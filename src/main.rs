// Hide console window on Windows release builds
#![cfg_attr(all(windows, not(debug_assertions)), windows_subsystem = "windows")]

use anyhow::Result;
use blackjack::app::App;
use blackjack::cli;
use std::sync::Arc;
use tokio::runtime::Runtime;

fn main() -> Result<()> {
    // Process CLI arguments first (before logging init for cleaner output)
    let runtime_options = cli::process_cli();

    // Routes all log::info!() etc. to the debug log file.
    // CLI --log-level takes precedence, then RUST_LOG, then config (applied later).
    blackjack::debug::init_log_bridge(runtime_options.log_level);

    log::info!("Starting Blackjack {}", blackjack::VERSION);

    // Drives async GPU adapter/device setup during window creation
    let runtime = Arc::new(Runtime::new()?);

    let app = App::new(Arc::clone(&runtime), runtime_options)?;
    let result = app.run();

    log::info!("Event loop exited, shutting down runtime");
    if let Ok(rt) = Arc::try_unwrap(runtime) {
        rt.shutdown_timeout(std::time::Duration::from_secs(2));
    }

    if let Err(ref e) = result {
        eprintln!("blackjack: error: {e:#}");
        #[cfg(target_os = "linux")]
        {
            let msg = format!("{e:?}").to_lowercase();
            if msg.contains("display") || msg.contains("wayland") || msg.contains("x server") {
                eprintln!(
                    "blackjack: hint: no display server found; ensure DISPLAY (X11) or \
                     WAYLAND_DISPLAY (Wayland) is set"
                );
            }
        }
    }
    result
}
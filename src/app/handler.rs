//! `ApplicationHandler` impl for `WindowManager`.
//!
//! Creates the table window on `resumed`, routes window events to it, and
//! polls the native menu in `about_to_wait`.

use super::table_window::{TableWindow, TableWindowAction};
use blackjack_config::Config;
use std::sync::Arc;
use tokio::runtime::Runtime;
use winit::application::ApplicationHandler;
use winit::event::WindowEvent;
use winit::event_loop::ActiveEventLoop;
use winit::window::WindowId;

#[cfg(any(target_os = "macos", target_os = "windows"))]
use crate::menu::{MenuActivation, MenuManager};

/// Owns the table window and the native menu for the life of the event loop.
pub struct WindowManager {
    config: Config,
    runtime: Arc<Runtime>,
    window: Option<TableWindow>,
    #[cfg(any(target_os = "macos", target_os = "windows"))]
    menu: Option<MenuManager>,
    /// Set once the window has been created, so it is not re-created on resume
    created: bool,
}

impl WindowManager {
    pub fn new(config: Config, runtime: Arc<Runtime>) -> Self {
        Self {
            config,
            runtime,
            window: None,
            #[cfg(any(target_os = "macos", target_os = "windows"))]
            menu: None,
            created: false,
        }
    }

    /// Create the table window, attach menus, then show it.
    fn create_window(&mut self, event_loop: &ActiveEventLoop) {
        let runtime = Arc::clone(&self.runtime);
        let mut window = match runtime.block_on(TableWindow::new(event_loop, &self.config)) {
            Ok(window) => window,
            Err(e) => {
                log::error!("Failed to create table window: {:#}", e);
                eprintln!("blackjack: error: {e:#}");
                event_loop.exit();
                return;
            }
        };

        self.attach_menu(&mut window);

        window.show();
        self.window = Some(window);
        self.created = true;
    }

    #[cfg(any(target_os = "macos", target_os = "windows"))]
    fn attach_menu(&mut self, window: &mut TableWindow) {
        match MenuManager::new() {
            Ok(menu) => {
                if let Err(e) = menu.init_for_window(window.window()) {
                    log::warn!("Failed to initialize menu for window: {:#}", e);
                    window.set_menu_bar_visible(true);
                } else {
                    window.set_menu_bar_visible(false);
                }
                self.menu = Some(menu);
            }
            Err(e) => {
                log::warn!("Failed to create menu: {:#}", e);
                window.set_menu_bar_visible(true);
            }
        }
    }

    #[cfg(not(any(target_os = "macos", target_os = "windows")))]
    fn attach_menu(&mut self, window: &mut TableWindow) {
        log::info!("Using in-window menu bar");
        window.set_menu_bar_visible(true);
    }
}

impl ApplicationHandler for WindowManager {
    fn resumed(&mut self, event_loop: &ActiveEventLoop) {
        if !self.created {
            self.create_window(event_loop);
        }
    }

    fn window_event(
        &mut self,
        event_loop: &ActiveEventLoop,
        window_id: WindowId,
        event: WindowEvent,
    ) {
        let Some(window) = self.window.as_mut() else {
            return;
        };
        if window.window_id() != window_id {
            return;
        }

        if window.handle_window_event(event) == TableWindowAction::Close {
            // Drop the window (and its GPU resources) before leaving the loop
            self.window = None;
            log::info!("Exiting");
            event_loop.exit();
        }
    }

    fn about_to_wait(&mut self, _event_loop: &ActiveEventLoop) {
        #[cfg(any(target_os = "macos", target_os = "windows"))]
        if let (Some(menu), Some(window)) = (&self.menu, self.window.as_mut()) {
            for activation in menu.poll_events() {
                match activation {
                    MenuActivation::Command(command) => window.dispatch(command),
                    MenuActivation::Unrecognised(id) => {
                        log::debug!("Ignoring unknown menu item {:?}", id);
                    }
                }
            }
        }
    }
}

---

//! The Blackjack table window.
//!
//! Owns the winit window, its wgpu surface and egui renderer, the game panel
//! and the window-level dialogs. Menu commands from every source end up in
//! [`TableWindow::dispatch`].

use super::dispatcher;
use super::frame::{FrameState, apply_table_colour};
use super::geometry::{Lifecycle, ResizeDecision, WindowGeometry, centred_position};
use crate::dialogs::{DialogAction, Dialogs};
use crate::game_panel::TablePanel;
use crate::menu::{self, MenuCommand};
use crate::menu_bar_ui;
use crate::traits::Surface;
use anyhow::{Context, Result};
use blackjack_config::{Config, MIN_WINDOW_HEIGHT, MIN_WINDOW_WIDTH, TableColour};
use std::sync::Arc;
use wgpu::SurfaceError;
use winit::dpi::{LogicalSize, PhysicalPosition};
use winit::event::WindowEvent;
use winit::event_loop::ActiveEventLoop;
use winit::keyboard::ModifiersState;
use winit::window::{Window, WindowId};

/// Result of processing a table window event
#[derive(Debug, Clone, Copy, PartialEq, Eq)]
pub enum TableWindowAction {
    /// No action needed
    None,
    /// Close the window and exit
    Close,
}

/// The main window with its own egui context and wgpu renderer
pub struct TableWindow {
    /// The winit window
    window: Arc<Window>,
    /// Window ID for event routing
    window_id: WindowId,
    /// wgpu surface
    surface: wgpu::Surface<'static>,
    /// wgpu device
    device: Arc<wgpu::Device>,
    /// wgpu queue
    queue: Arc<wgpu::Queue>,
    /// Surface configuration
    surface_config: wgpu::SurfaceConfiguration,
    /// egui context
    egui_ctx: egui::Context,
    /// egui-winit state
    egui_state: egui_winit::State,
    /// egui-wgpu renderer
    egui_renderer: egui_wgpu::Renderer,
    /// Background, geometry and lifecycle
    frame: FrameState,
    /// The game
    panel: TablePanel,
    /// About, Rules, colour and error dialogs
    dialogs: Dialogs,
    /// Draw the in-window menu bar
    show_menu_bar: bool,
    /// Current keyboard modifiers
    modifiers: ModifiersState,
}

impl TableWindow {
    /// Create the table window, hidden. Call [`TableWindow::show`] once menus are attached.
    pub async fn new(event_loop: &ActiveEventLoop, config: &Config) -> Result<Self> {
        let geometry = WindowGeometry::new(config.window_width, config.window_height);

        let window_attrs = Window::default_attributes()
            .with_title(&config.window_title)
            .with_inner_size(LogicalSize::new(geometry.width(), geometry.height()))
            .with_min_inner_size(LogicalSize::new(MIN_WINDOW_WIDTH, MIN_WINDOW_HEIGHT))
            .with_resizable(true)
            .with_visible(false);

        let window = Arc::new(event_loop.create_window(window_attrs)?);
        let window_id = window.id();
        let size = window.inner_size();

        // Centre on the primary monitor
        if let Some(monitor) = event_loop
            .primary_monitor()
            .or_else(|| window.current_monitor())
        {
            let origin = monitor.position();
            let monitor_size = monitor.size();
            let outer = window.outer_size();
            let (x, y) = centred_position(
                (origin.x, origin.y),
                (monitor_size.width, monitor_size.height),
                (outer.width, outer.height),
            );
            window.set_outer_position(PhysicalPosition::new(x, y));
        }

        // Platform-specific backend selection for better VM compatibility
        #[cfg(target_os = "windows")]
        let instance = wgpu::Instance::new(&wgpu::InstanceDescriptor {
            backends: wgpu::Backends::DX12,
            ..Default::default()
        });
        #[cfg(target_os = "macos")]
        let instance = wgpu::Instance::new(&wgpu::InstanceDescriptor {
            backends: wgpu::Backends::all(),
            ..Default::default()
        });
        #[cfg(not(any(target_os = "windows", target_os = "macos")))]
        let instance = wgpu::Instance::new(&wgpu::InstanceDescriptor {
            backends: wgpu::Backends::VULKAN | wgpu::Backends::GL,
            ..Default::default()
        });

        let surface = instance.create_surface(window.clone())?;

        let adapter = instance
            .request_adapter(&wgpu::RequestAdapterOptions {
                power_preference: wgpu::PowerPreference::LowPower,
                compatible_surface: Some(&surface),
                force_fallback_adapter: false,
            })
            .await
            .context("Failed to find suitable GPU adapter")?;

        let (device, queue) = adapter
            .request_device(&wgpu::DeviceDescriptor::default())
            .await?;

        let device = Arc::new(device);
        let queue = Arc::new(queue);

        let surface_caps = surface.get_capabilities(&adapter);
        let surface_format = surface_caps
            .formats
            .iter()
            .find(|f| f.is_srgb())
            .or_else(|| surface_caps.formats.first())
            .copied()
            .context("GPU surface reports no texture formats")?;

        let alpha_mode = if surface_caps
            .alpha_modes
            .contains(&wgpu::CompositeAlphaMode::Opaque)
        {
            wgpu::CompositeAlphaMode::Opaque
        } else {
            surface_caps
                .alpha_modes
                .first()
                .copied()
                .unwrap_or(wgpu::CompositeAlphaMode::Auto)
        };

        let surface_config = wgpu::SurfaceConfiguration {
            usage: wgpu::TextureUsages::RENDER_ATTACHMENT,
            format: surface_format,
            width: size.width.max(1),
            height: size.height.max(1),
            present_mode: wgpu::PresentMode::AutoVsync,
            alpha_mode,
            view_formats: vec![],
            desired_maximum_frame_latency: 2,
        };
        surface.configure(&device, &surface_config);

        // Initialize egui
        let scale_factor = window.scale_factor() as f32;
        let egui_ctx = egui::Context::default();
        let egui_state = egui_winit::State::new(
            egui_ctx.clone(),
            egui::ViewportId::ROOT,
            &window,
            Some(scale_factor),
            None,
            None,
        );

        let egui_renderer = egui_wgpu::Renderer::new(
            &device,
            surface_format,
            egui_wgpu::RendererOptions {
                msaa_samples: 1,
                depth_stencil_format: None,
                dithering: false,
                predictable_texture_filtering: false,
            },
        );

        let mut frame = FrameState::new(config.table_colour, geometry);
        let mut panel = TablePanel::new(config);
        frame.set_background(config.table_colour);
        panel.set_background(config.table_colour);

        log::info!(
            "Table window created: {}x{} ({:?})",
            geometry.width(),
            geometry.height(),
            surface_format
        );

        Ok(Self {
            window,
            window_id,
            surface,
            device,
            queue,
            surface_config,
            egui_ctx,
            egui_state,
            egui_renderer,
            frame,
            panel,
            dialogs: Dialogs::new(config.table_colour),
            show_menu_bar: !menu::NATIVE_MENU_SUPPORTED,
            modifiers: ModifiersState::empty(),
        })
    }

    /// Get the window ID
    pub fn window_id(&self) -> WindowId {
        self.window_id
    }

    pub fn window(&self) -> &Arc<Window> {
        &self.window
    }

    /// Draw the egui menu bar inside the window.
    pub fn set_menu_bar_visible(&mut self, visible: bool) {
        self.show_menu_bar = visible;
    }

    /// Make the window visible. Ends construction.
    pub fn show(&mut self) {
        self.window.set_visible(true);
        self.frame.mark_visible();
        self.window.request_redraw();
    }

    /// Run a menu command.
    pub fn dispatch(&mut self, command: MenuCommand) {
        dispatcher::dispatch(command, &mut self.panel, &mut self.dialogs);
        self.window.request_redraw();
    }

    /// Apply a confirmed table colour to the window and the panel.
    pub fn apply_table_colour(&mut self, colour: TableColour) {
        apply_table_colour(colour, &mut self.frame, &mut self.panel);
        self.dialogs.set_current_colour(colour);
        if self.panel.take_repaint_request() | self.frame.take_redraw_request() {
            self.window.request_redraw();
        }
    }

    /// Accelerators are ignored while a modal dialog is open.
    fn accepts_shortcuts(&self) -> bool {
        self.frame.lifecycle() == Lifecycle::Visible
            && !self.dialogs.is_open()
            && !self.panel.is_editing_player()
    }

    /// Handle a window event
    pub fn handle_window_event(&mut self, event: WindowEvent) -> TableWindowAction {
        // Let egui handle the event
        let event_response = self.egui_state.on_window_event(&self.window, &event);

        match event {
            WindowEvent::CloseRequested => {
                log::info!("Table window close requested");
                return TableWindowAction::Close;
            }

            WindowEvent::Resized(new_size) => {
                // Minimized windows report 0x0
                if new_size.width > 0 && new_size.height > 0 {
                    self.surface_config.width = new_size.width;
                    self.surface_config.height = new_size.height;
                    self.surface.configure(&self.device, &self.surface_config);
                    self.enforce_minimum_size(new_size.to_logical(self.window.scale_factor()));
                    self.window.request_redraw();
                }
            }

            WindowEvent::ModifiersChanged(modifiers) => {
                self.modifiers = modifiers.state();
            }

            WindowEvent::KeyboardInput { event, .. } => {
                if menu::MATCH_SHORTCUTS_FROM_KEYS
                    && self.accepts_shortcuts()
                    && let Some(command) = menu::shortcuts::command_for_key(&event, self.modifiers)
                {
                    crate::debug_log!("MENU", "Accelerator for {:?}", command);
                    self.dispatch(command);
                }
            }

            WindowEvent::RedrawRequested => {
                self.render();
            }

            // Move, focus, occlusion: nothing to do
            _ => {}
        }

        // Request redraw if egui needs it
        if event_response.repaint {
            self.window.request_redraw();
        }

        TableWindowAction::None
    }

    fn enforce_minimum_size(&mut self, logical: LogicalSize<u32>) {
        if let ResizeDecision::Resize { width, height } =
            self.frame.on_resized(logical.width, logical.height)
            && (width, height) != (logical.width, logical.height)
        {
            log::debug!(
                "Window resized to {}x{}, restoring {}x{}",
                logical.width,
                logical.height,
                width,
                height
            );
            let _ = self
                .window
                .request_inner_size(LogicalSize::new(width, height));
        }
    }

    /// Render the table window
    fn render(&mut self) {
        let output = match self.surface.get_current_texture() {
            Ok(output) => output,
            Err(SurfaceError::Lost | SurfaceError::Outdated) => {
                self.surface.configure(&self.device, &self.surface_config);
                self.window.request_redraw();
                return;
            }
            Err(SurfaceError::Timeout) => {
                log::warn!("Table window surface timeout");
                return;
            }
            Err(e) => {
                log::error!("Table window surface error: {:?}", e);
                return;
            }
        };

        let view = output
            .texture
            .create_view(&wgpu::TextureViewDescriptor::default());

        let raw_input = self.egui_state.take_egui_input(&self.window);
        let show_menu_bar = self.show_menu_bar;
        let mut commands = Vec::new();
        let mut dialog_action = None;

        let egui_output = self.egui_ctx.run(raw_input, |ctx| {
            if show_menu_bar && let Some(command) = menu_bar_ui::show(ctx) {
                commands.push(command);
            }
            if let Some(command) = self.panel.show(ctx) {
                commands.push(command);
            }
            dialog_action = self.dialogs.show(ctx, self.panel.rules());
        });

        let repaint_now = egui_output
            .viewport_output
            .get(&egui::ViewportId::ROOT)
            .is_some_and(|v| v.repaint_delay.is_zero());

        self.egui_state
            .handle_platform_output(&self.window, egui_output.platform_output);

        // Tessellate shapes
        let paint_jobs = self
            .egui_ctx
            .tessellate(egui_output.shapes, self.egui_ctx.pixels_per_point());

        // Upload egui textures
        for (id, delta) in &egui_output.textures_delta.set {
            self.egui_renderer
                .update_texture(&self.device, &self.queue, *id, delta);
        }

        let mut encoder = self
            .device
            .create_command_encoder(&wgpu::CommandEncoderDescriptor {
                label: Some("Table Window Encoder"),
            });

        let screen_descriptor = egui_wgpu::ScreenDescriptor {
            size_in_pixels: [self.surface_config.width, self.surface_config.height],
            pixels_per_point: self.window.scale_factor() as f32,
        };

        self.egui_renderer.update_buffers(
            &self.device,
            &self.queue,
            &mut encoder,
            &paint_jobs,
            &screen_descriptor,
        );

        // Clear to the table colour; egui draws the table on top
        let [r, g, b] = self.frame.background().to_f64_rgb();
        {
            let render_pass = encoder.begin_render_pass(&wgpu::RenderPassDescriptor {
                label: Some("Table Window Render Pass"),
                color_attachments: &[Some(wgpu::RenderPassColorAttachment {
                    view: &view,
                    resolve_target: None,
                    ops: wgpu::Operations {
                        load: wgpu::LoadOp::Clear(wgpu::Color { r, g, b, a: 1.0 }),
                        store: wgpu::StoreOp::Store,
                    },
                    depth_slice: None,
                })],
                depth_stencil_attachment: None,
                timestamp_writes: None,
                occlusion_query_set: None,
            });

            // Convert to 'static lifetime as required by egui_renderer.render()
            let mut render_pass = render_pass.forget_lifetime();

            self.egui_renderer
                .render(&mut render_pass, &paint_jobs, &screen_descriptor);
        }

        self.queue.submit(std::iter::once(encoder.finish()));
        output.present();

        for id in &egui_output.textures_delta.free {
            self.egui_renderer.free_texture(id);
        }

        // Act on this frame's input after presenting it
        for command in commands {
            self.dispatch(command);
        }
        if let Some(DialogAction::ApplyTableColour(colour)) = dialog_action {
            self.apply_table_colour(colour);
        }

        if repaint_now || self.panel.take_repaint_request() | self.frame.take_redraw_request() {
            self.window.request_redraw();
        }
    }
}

Task requirements
Reproduce every line in the data that has the word "dispatcher" in it.

Task response
use super::dispatcher;
        dispatcher::dispatch(command, &mut self.panel, &mut self.dialogs);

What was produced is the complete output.